Celecoxib is the safest drug in terms of upper GI bleeding risk, but ibuprofen is close. They are associated with a 2.2-fold increased risk of bleeding when compared with risk in patients not on an NSAID. Naproxen or indeomethacin use carries a fourfold to fivefold increased risk.
“Celecoxib with a proton pump inhibitor is safest, followed by celecoxib alone, followed by ibuprofen with a proton pump inhibitor. So I advocate using NSAIDs more frequently in people who are at moderate risk by using them with a PPI,” she said.
There is persuasive evidence of increased cardiovascular risk in association with even short-duration NSAIDs, as the drugs are utilized in the treatment of acute pain in hospitalized patients. That being said, Dr. Vettese believes hospitalists can use these drugs safely in more patients by following a thoughtful cardiovascular risk-mitigation strategy developed by Italian investigators.
Communicating about pain management
“Communication is always the key to effective pain management in every situation,” Dr. Vettese emphasized.
“I talk to the patient about the goals of effective pain management. I’ll discourage the use of the 1-10 pain scale, and instead, I’ll be honest about expectations, saying, ‘You have a problem that will cause acute pain, and it’s unlikely that I will be able to completely relieve your pain. The goal is to improve your function so that you can get up and go the bathroom by yourself, and so that you can sleep for a few hours. That’s how we’re going to measure the efficacy of our pain-management program.’ ”
She explains to the patient that she’ll be using nonopioid medications and nondrug therapies along with oral opioid pain medications, which are less risky than IV opioids. She offers reassurance that this treatment strategy won’t cause an OUD relapse. She lets the patient know up-front that the opioids will be tapered as the acute pain improves.
For the patient who comes into the hospital on buprenorphine for OUD, she immediately checks with the state prescription drug monitoring program to make sure everything is above board and there’s no indication of doctor shopping for prescriptions.
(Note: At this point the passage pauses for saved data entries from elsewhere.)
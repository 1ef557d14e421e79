//! Closed 2-D cross-section contours that fibers are placed into.
//!
//! The placement code only sees the [`Contour`] trait; circle, ellipse and
//! polygon are the three shapes a fascicle can take.

use crate::error::{PackingError, Result};
use fiber_common::{ContourConfig, ContourShape, Vec2};
use log::warn;
use rand::{Rng, RngCore};
use std::f64::consts::PI;
use std::fmt::Debug;
use std::sync::Arc;

/// Rejection budget per requested point when sampling an ellipse or polygon interior.
const MAX_TRIALS_PER_POINT: usize = 100_000;

/// Bisection steps when solving for the nearest point on an ellipse.
const ELLIPSE_ROOT_MAX_ITER: usize = 200;

/// Point containment and interior sampling for a closed 2-D boundary.
pub trait Contour: Debug + Send + Sync {
    /// Geometric center (y, z).
    fn center(&self) -> Vec2;

    /// Enclosed area (um^2).
    fn area(&self) -> f64;

    /// Whether `point` lies inside or on the boundary.
    fn contains(&self, point: Vec2) -> bool;

    /// Shortest distance from `point` to the boundary, inside or outside.
    fn distance_to_boundary(&self, point: Vec2) -> f64;

    /// Draws up to `n` uniform random points lying at least `clearance` from
    /// the boundary. Fewer points are returned when the shape leaves no such room.
    fn sample_interior_points(&self, n: usize, clearance: f64, rng: &mut dyn RngCore) -> Vec<Vec2>;

    /// Diameter when the contour is a circle; used by the packer fast path.
    fn circle_diameter(&self) -> Option<f64> {
        None
    }

    fn is_circle(&self) -> bool {
        self.circle_diameter().is_some()
    }

    /// Copy of the contour shifted by `offset`.
    fn translated(&self, offset: Vec2) -> Arc<dyn Contour>;

    /// Copy of the contour rotated by `angle` radians around its center.
    fn rotated(&self, angle: f64) -> Arc<dyn Contour>;

    /// Containment test for a batch of points.
    fn is_inside(&self, points: &[Vec2]) -> Vec<bool> {
        points.iter().map(|&p| self.contains(p)).collect()
    }
}

#[derive(Debug, Clone, Copy, PartialEq)]
pub struct Circle {
    pub center: Vec2,
    pub radius: f64,
}

impl Circle {
    pub fn new(center: Vec2, radius: f64) -> Result<Self> {
        if !(radius > 0.0) {
            return Err(PackingError::config(format!("circle radius must be positive, got {radius}")));
        }
        Ok(Circle { center, radius })
    }
}

impl Contour for Circle {
    fn center(&self) -> Vec2 {
        self.center
    }

    fn area(&self) -> f64 {
        PI * self.radius * self.radius
    }

    fn contains(&self, point: Vec2) -> bool {
        point.distance_squared(self.center) <= self.radius * self.radius
    }

    fn distance_to_boundary(&self, point: Vec2) -> f64 {
        (self.radius - point.distance(self.center)).abs()
    }

    fn sample_interior_points(&self, n: usize, clearance: f64, rng: &mut dyn RngCore) -> Vec<Vec2> {
        let r_max = self.radius - clearance;
        if r_max < 0.0 {
            return Vec::new();
        }
        (0..n)
            .map(|_| {
                let r = r_max * rng.random::<f64>().sqrt();
                let phi = 2.0 * PI * rng.random::<f64>();
                self.center + Vec2::new(r * phi.cos(), r * phi.sin())
            })
            .collect()
    }

    fn circle_diameter(&self) -> Option<f64> {
        Some(2.0 * self.radius)
    }

    fn translated(&self, offset: Vec2) -> Arc<dyn Contour> {
        Arc::new(Circle { center: self.center + offset, radius: self.radius })
    }

    fn rotated(&self, _angle: f64) -> Arc<dyn Contour> {
        Arc::new(*self)
    }
}

#[derive(Debug, Clone, Copy, PartialEq)]
pub struct Ellipse {
    pub center: Vec2,
    pub r1: f64,
    pub r2: f64,
    /// Rotation of the first semi-axis, radians.
    pub rot: f64,
}

impl Ellipse {
    pub fn new(center: Vec2, r1: f64, r2: f64, rot: f64) -> Result<Self> {
        if !(r1 > 0.0 && r2 > 0.0) {
            return Err(PackingError::config(format!(
                "ellipse semi-axes must be positive, got ({r1}, {r2})"
            )));
        }
        Ok(Ellipse { center, r1, r2, rot })
    }
}

impl Contour for Ellipse {
    fn center(&self) -> Vec2 {
        self.center
    }

    fn area(&self) -> f64 {
        PI * self.r1 * self.r2
    }

    fn contains(&self, point: Vec2) -> bool {
        let local = (point - self.center).rotated(-self.rot);
        let u = local.y / self.r1;
        let v = local.z / self.r2;
        u * u + v * v <= 1.0
    }

    fn distance_to_boundary(&self, point: Vec2) -> f64 {
        let local = (point - self.center).rotated(-self.rot);
        let (y, z) = (local.y.abs(), local.z.abs());
        if self.r1 >= self.r2 {
            ellipse_distance(self.r1, self.r2, y, z)
        } else {
            ellipse_distance(self.r2, self.r1, z, y)
        }
    }

    fn sample_interior_points(&self, n: usize, clearance: f64, rng: &mut dyn RngCore) -> Vec<Vec2> {
        if clearance >= self.r1.min(self.r2) {
            return Vec::new();
        }
        let mut points = Vec::with_capacity(n);
        let max_trials = n.saturating_mul(MAX_TRIALS_PER_POINT);
        let mut trials = 0;
        while points.len() < n && trials < max_trials {
            trials += 1;
            let theta = 2.0 * PI * rng.random::<f64>();
            let rf = rng.random::<f64>().sqrt();
            let local = Vec2::new(self.r1 * rf * theta.cos(), self.r2 * rf * theta.sin());
            let p = local.rotated(self.rot) + self.center;
            if self.distance_to_boundary(p) >= clearance {
                points.push(p);
            }
        }
        if points.len() < n {
            warn!("Ellipse sampling budget reached: only {} of {} points drawn.", points.len(), n);
        }
        points
    }

    fn translated(&self, offset: Vec2) -> Arc<dyn Contour> {
        Arc::new(Ellipse { center: self.center + offset, ..*self })
    }

    fn rotated(&self, angle: f64) -> Arc<dyn Contour> {
        Arc::new(Ellipse { rot: self.rot + angle, ..*self })
    }
}

/// Distance from `(y0, y1)` to the axis-aligned ellipse with semi-axes
/// `e0 >= e1`, for a query point in the first quadrant.
fn ellipse_distance(e0: f64, e1: f64, y0: f64, y1: f64) -> f64 {
    if y1 > 0.0 {
        if y0 > 0.0 {
            let z0 = y0 / e0;
            let z1 = y1 / e1;
            let g = z0 * z0 + z1 * z1 - 1.0;
            if g == 0.0 {
                return 0.0;
            }
            let r0 = (e0 / e1) * (e0 / e1);
            let s = ellipse_root(r0, z0, z1, g);
            let x0 = r0 * y0 / (s + r0);
            let x1 = y1 / (s + 1.0);
            (x0 - y0).hypot(x1 - y1)
        } else {
            (y1 - e1).abs()
        }
    } else {
        let numer = e0 * y0;
        let denom = e0 * e0 - e1 * e1;
        if numer < denom {
            let xde0 = numer / denom;
            let x0 = e0 * xde0;
            let x1 = e1 * (1.0 - xde0 * xde0).max(0.0).sqrt();
            (x0 - y0).hypot(x1)
        } else {
            (y0 - e0).abs()
        }
    }
}

// Bisection on the monotone function whose root gives the nearest point.
fn ellipse_root(r0: f64, z0: f64, z1: f64, g: f64) -> f64 {
    let n0 = r0 * z0;
    let mut s0 = z1 - 1.0;
    let mut s1 = if g < 0.0 { 0.0 } else { n0.hypot(z1) - 1.0 };
    let mut s = 0.0;
    for _ in 0..ELLIPSE_ROOT_MAX_ITER {
        s = (s0 + s1) / 2.0;
        if s == s0 || s == s1 {
            break;
        }
        let ratio0 = n0 / (s + r0);
        let ratio1 = z1 / (s + 1.0);
        let value = ratio0 * ratio0 + ratio1 * ratio1 - 1.0;
        if value > 0.0 {
            s0 = s;
        } else if value < 0.0 {
            s1 = s;
        } else {
            break;
        }
    }
    s
}

#[derive(Debug, Clone, PartialEq)]
pub struct Polygon {
    vertices: Vec<Vec2>,
    center: Vec2,
}

impl Polygon {
    pub fn new(vertices: Vec<Vec2>) -> Result<Self> {
        if vertices.len() < 3 {
            return Err(PackingError::config(format!(
                "polygon needs at least 3 vertices, got {}",
                vertices.len()
            )));
        }
        let sum = vertices.iter().fold(Vec2::zero(), |acc, &v| acc + v);
        let center = sum / vertices.len() as f64;
        Ok(Polygon { vertices, center })
    }

    pub fn vertices(&self) -> &[Vec2] {
        &self.vertices
    }

    fn edges(&self) -> impl Iterator<Item = (Vec2, Vec2)> + '_ {
        let n = self.vertices.len();
        (0..n).map(move |i| (self.vertices[i], self.vertices[(i + 1) % n]))
    }

    fn bbox(&self) -> (Vec2, Vec2) {
        let mut lo = Vec2::new(f64::INFINITY, f64::INFINITY);
        let mut hi = Vec2::new(f64::NEG_INFINITY, f64::NEG_INFINITY);
        for v in &self.vertices {
            lo.y = lo.y.min(v.y);
            lo.z = lo.z.min(v.z);
            hi.y = hi.y.max(v.y);
            hi.z = hi.z.max(v.z);
        }
        (lo, hi)
    }
}

impl Contour for Polygon {
    fn center(&self) -> Vec2 {
        self.center
    }

    // Shoelace formula
    fn area(&self) -> f64 {
        let twice: f64 = self.edges().map(|(a, b)| a.y * b.z - b.y * a.z).sum();
        twice.abs() / 2.0
    }

    // Even-odd ray casting along +y.
    fn contains(&self, point: Vec2) -> bool {
        let mut inside = false;
        for (a, b) in self.edges() {
            if (a.z > point.z) != (b.z > point.z) {
                let y_cross = a.y + (point.z - a.z) / (b.z - a.z) * (b.y - a.y);
                if point.y < y_cross {
                    inside = !inside;
                }
            }
        }
        inside || self.distance_to_boundary(point) < 1e-12
    }

    fn distance_to_boundary(&self, point: Vec2) -> f64 {
        self.edges()
            .map(|(a, b)| {
                let ab = b - a;
                let len_sq = ab.length_squared();
                let t = if len_sq > 0.0 { ((point - a).dot(ab) / len_sq).clamp(0.0, 1.0) } else { 0.0 };
                point.distance(a + ab * t)
            })
            .fold(f64::INFINITY, f64::min)
    }

    fn sample_interior_points(&self, n: usize, clearance: f64, rng: &mut dyn RngCore) -> Vec<Vec2> {
        let (lo, hi) = self.bbox();
        let mut points = Vec::with_capacity(n);
        let max_trials = n.saturating_mul(MAX_TRIALS_PER_POINT);
        let mut trials = 0;
        while points.len() < n && trials < max_trials {
            trials += 1;
            let p = Vec2::new(rng.random_range(lo.y..=hi.y), rng.random_range(lo.z..=hi.z));
            if self.contains(p) && self.distance_to_boundary(p) >= clearance {
                points.push(p);
            }
        }
        if points.len() < n {
            warn!("Polygon sampling budget reached: only {} of {} points drawn.", points.len(), n);
        }
        points
    }

    fn translated(&self, offset: Vec2) -> Arc<dyn Contour> {
        Arc::new(Polygon {
            vertices: self.vertices.iter().map(|&v| v + offset).collect(),
            center: self.center + offset,
        })
    }

    fn rotated(&self, angle: f64) -> Arc<dyn Contour> {
        Arc::new(Polygon {
            vertices: self.vertices.iter().map(|&v| v.rotated_about(self.center, angle)).collect(),
            center: self.center,
        })
    }
}

/// Circle when `r2` is 0 or equal to `r1`, ellipse otherwise.
pub fn create_contour(center: Vec2, r1: f64, r2: f64, rot: f64) -> Result<Arc<dyn Contour>> {
    if r2 == 0.0 || r2 == r1 {
        Ok(Arc::new(Circle::new(center, r1)?))
    } else {
        Ok(Arc::new(Ellipse::new(center, r1, r2, rot)?))
    }
}

/// Builds the contour described by a `[contour]` config section.
pub fn contour_from_config(config: &ContourConfig) -> Result<Arc<dyn Contour>> {
    let center = Vec2::from(config.center);
    match config.shape {
        ContourShape::Circle => Ok(Arc::new(Circle::new(center, config.r1)?)),
        ContourShape::Ellipse => create_contour(center, config.r1, config.r2, config.rot),
        ContourShape::Polygon => {
            let vertices = config.vertices.iter().copied().map(Vec2::from).collect();
            Ok(Arc::new(Polygon::new(vertices)?))
        }
    }
}
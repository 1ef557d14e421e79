use serde::{Deserialize, Serialize};

/// Parameters of one guarded random-sequential placement run.
#[derive(Debug, Clone, Copy, PartialEq, Serialize, Deserialize)]
pub struct PlacerParams {
    /// Minimal clearance between a fiber and the contour trace (um).
    pub delta_trace: f64,
    /// Minimal clearance between two fibers (um).
    pub delta_in: f64,
    /// Guard: random candidates tried per fiber before giving up.
    pub n_iter: usize,
}

impl PlacerParams {
    /// Same clearance to the trace and between fibers.
    pub fn with_delta(delta: f64) -> Self {
        PlacerParams { delta_trace: delta, delta_in: delta, ..Default::default() }
    }
}

impl Default for PlacerParams {
    fn default() -> Self {
        PlacerParams { delta_trace: 0.01, delta_in: 0.01, n_iter: 500 }
    }
}

/// Parameters of one force-directed packing run.
#[derive(Debug, Clone, Copy, PartialEq, Serialize, Deserialize)]
pub struct PackerParams {
    /// Fiber-to-fiber and fiber-to-contour clearance (um).
    pub delta: f64,
    /// Fixed number of relaxation iterations.
    pub n_iter: usize,
    /// Attraction speed towards the centroid (um per iteration).
    pub v_att: f64,
    /// Repulsion speed between colliding fibers (um per iteration).
    pub v_rep: f64,
    /// Spread the packed population out to fill a circular contour.
    pub fit_to_size: bool,
}

impl Default for PackerParams {
    fn default() -> Self {
        PackerParams {
            delta: 1.0,
            n_iter: 20_000,
            v_att: 0.01,
            v_rep: 0.1,
            fit_to_size: false,
        }
    }
}

/// Parameters of the statistical population generator.
#[derive(Debug, Clone, Copy, PartialEq, Serialize, Deserialize)]
pub struct GeneratorParams {
    /// Ratio of unmyelinated fibers, within [0, 1].
    pub percent_unmyelinated: f64,
    /// Number of grid points used for categorical diameter sampling.
    pub grid_resolution: usize,
    /// Keep the factor 2 in the FVF to fiber count conversion.
    pub fvf_double_area: bool,
    /// Force single-lobe fits for myelinated statistics.
    pub one_gamma: bool,
}

impl Default for GeneratorParams {
    fn default() -> Self {
        GeneratorParams {
            percent_unmyelinated: 0.7,
            grid_resolution: 500,
            fvf_double_area: true,
            one_gamma: false,
        }
    }
}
For in-hospital acute pain, it’s safe and effective to continue the outpatient dose. On an outpatient basis, however, the drug is given once daily. On that dosing schedule both the euphoric effect as well as the analgesic effect are lost, so for acute pain management in the hospital it’s recommended to split the dose into twice- or thrice-daily doses to achieve an analgesic effect.
Oral NSAIDs are part of the treatment strategy whenever possible. For severe acute pain, Dr. Vettese will prescribe an immediate-release opioid having a high affinity to the mu opioid receptor, such as oral hydromorphone, on an as-needed basis. The drug has onset of effect in 30 minutes, peak effect in 1 hour, and a duration of effect of 4-6 hours, although she recommends going with 4 hours to provide adequate analgesia.
“These patients will require much higher doses than the patients who are opioid naive,” she advised.
For the patient with acute pain who is admitted while on methadone for OUD, it’s important to call the outpatient treatment program to verify the dosage.
“You can split the dose of methadone to try to get better analgesia, although I can tell you that patients who are treated with methadone for OUD frequently don’t want to do that. And if they don’t want to, then I don’t,” the hospitalist said.
As with the patient on buprenorphine for OUD, she’ll use additional oral immediate-release opioids as needed for acute severe pain in a patient on methadone for medication-assisted OUD treatment.
Dr. Vettese reported having no financial conflicts regarding her presentation.